前半は説明不足のドラマが淡々と進んでいき、沼地にワニがいるという描写はちょこちょこ挟まれるんですが、中々人を襲いません。襲われるかな、と思わせるシーン来ても、その登場人物がどっかに行ったりしてスカされるのが続きます。沼地で飲んでいちゃついてた女子社員ブリトニーが何かに襲われて行方不明になったり、犬の散歩中の老婦人が襲われるシーンくらいですね。ワニは模型使ってますが、結構精巧な作り。
騒動に責任を感じたティムがパギやルーシーを連れてワニ退治に乗り出すも、端に引っ掛かってボートから離れてジタバタしたり、従業員のバカコンビがドタバタ劇しながらワニ倒しちゃったりするシーンは妙にコミカルな演出されてます。基本淡々として主人公とパギが子供達のワニの劇見て過去を思い出すシーンとかシリアスなので妙にチグハグした感じ受けました。
従業員のおバカコンビやその妹のブリジットなど、登場人物は多めだけど、それなりにキャラ立ってて印象に残る人はいたかな。
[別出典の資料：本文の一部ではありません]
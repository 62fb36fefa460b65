use crate::{client::ClientId, game_variant::GameVariant};
use std::collections::HashSet;

pub type LobbyCode = String;

/// A matched group of clients playing one round of a single game variant.
#[derive(Debug, Clone)]
pub struct Lobby {
    pub code: LobbyCode,
    pub variant: GameVariant,
    participants: Vec<ClientId>,
    // Participants that have reported a score; always a subset of `participants`
    scored: HashSet<ClientId>,
}

impl Lobby {
    pub fn new(code: LobbyCode, variant: GameVariant, participants: Vec<ClientId>) -> Self {
        Self {
            code,
            variant,
            participants,
            scored: HashSet::new(),
        }
    }

    pub fn participants(&self) -> &[ClientId] {
        &self.participants
    }

    pub fn contains(&self, client_id: ClientId) -> bool {
        self.participants.contains(&client_id)
    }

    pub fn finished_count(&self) -> usize {
        self.scored.len()
    }

    pub fn is_empty(&self) -> bool {
        self.participants.is_empty()
    }

    /// Records a participant's score. Returns false for non-participants and repeat reports.
    pub fn record_score(&mut self, client_id: ClientId) -> bool {
        self.contains(client_id) && self.scored.insert(client_id)
    }

    /// Every remaining participant has reported a score.
    pub fn all_scored(&self) -> bool {
        !self.participants.is_empty() && self.scored.len() == self.participants.len()
    }

    pub fn remove_participant(&mut self, client_id: ClientId) -> bool {
        let before = self.participants.len();
        self.participants.retain(|&id| id != client_id);
        self.scored.remove(&client_id);
        self.participants.len() != before
    }
}
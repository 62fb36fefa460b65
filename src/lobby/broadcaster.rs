use crate::client::ClientId;
use crate::messages::ServerToClient;
use std::collections::HashMap;
use std::sync::Arc;
use tokio::sync::mpsc;

/// Outbound channels of every connected client. Delivery is best-effort:
/// a client whose writer has gone away is skipped without affecting the rest.
pub struct ClientBroadcaster {
    client_senders: HashMap<ClientId, mpsc::UnboundedSender<Arc<ServerToClient>>>,
}

impl ClientBroadcaster {
    pub fn new() -> Self {
        Self {
            client_senders: HashMap::new(),
        }
    }

    pub fn add_client(
        &mut self,
        client_id: ClientId,
        sender: mpsc::UnboundedSender<Arc<ServerToClient>>,
    ) {
        self.client_senders.insert(client_id, sender);
    }

    pub fn remove_client(&mut self, client_id: ClientId) {
        self.client_senders.remove(&client_id);
    }

    pub fn is_connected(&self, client_id: ClientId) -> bool {
        self.client_senders.contains_key(&client_id)
    }

    // Single fan-out implementation; the message is serialised once per recipient by its writer
    fn broadcast_to_filtered<'a, I, F>(&self, targets: I, response: ServerToClient, filter: F)
    where
        I: IntoIterator<Item = &'a ClientId>,
        F: Fn(ClientId) -> bool,
    {
        let message = Arc::new(response);
        for &client_id in targets {
            if !filter(client_id) {
                continue;
            }
            if let Some(sender) = self.client_senders.get(&client_id) {
                let _ = sender.send(message.clone());
            }
        }
    }

    pub fn broadcast<'a, I>(&self, targets: I, response: ServerToClient)
    where
        I: IntoIterator<Item = &'a ClientId>,
    {
        self.broadcast_to_filtered(targets, response, |_| true);
    }

    pub fn broadcast_except<'a, I>(&self, targets: I, except: ClientId, response: ServerToClient)
    where
        I: IntoIterator<Item = &'a ClientId>,
    {
        self.broadcast_to_filtered(targets, response, |id| id != except);
    }
}

#[cfg(test)]
mod tests {
    use super::*;
    use crate::test_utils::drain;
    use uuid::Uuid;

    #[test]
    fn test_broadcast_except_skips_sender() {
        let mut broadcaster = ClientBroadcaster::new();
        let (a, b) = (Uuid::new_v4(), Uuid::new_v4());
        let (a_tx, mut a_rx) = mpsc::unbounded_channel();
        let (b_tx, mut b_rx) = mpsc::unbounded_channel();
        broadcaster.add_client(a, a_tx);
        broadcaster.add_client(b, b_tx);

        broadcaster.broadcast_except(&[a, b], a, ServerToClient::GameLost {});

        assert!(drain(&mut a_rx).is_empty());
        assert_eq!(drain(&mut b_rx), vec![ServerToClient::GameLost {}]);
    }

    #[test]
    fn test_closed_receiver_does_not_stop_fan_out() {
        let mut broadcaster = ClientBroadcaster::new();
        let (a, b, c) = (Uuid::new_v4(), Uuid::new_v4(), Uuid::new_v4());
        let (a_tx, a_rx) = mpsc::unbounded_channel();
        let (b_tx, mut b_rx) = mpsc::unbounded_channel();
        broadcaster.add_client(a, a_tx);
        broadcaster.add_client(b, b_tx);
        drop(a_rx);

        // c was never registered, a's writer is gone
        broadcaster.broadcast(&[a, c, b], ServerToClient::update_users(3));

        assert_eq!(drain(&mut b_rx), vec![ServerToClient::update_users(3)]);
    }
}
ワニ倒されてももう一匹いるんだろと思いましたが(実際いますが)後半から突然猟奇殺人鬼物へとシフトチェンジするのは驚きました。このジャケからこの展開は予想できないでしょう。直接的なゴア描写はないけど、解体された人体は割とグロいですし、挽肉使ってミートパイ作る時に挽肉の中にタン混ぜたりする気持ち悪いシーン出てきます。バカコンビが犯人突き止めて乗りこんだら腕を挽肉にしてる最中で呆然とする所はコントみたいな感じで、ワニそっちのけでホラーコメディとかしていきます。
クライマックスは妻を攫われて救出に来た主人公とサイコ殺人鬼の戦いになりますが、一人の殺人鬼の足刺した後、拘束されてる妻残してもう一人の殺人鬼追い掛けるという謎ムーブかます主人公は本当に意味わからんかった。偶々あの殺人鬼妻襲うより逃げるほう選んだから助かったけど。
犯人知らされた住民達が「ぶっ殺せ!」とばかりに手に手に武器もって向かうけど、最後にワニに食われる犯人見てドン引きする所はちょっと笑った(笑)最後のもう一波乱での、「何なの!?」と言いながら躊躇なく殺人鬼の頭にアイロンぶちこむおばさんにも笑った(笑)
エンドロールでの登場人物の後日譚もどうでもいい情報ばかりで面白かったですね。最後の最後に絶対死んだと思ってた奴が逃げて不穏な感じで終わったけど、続編狙ってるのか?
このジャケットとタイトルからワニが暴れるパニック期待するとがっかりすること請負ですが、サイコ殺人鬼が出るうらっくなサスペンスホラーコメディとしてはそこそこ楽しめました。